REQUIREMENT →
Starting at the top of the records, output every line through the one that contains "clears the floor.", keeping each exactly as it appears.

══ RECORDED INFORMATION

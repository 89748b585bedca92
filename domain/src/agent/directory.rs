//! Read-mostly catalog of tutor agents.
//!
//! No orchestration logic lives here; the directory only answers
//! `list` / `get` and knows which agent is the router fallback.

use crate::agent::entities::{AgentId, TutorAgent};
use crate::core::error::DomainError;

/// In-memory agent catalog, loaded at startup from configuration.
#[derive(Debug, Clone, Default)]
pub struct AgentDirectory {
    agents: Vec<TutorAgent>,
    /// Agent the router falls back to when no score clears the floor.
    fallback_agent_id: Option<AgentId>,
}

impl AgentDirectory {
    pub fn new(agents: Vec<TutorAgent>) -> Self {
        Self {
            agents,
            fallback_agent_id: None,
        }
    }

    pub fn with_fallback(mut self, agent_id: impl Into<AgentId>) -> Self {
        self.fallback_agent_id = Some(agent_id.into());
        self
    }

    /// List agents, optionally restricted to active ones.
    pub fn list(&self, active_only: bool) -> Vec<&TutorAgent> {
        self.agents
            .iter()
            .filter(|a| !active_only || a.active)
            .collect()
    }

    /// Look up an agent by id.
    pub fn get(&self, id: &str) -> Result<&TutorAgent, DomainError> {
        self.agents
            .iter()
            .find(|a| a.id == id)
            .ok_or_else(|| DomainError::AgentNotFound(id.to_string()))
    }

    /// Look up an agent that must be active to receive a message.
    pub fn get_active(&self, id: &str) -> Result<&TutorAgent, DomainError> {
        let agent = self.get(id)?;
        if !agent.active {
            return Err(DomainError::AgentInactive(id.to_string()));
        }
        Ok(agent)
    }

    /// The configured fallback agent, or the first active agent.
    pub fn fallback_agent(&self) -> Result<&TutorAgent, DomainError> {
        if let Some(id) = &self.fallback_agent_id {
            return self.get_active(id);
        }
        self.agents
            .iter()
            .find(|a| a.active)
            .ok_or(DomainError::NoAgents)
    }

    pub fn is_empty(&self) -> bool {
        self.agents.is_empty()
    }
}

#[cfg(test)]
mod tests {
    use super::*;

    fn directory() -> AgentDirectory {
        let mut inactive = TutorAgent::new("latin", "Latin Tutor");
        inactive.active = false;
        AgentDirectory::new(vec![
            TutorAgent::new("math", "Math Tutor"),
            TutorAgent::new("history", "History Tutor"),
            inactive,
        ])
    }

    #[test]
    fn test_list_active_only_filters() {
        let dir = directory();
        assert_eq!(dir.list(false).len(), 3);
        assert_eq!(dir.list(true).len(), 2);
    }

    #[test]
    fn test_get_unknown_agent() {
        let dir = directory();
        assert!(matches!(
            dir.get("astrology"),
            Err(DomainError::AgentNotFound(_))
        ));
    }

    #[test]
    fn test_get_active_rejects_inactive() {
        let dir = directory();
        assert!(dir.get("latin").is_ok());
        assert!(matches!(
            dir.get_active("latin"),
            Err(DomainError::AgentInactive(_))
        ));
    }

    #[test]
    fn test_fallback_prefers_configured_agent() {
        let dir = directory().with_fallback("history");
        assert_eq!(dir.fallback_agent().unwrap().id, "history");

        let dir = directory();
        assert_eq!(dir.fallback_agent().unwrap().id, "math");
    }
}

════

ANSWER BOX →
repository 89748b585bedca92
filename domain/src/agent/directory.rs
//! Read-mostly catalog of tutor agents.
//!
//! No orchestration logic lives here; the directory only answers
//! `list` / `get` and knows which agent is the router fallback.

use crate::agent::entities::{AgentId, TutorAgent};
use crate::core::error::DomainError;

/// In-memory agent catalog, loaded at startup from configuration.
#[derive(Debug, Clone, Default)]
pub struct AgentDirectory {
    agents: Vec<TutorAgent>,
    /// Agent the router falls back to when no score clears the floor.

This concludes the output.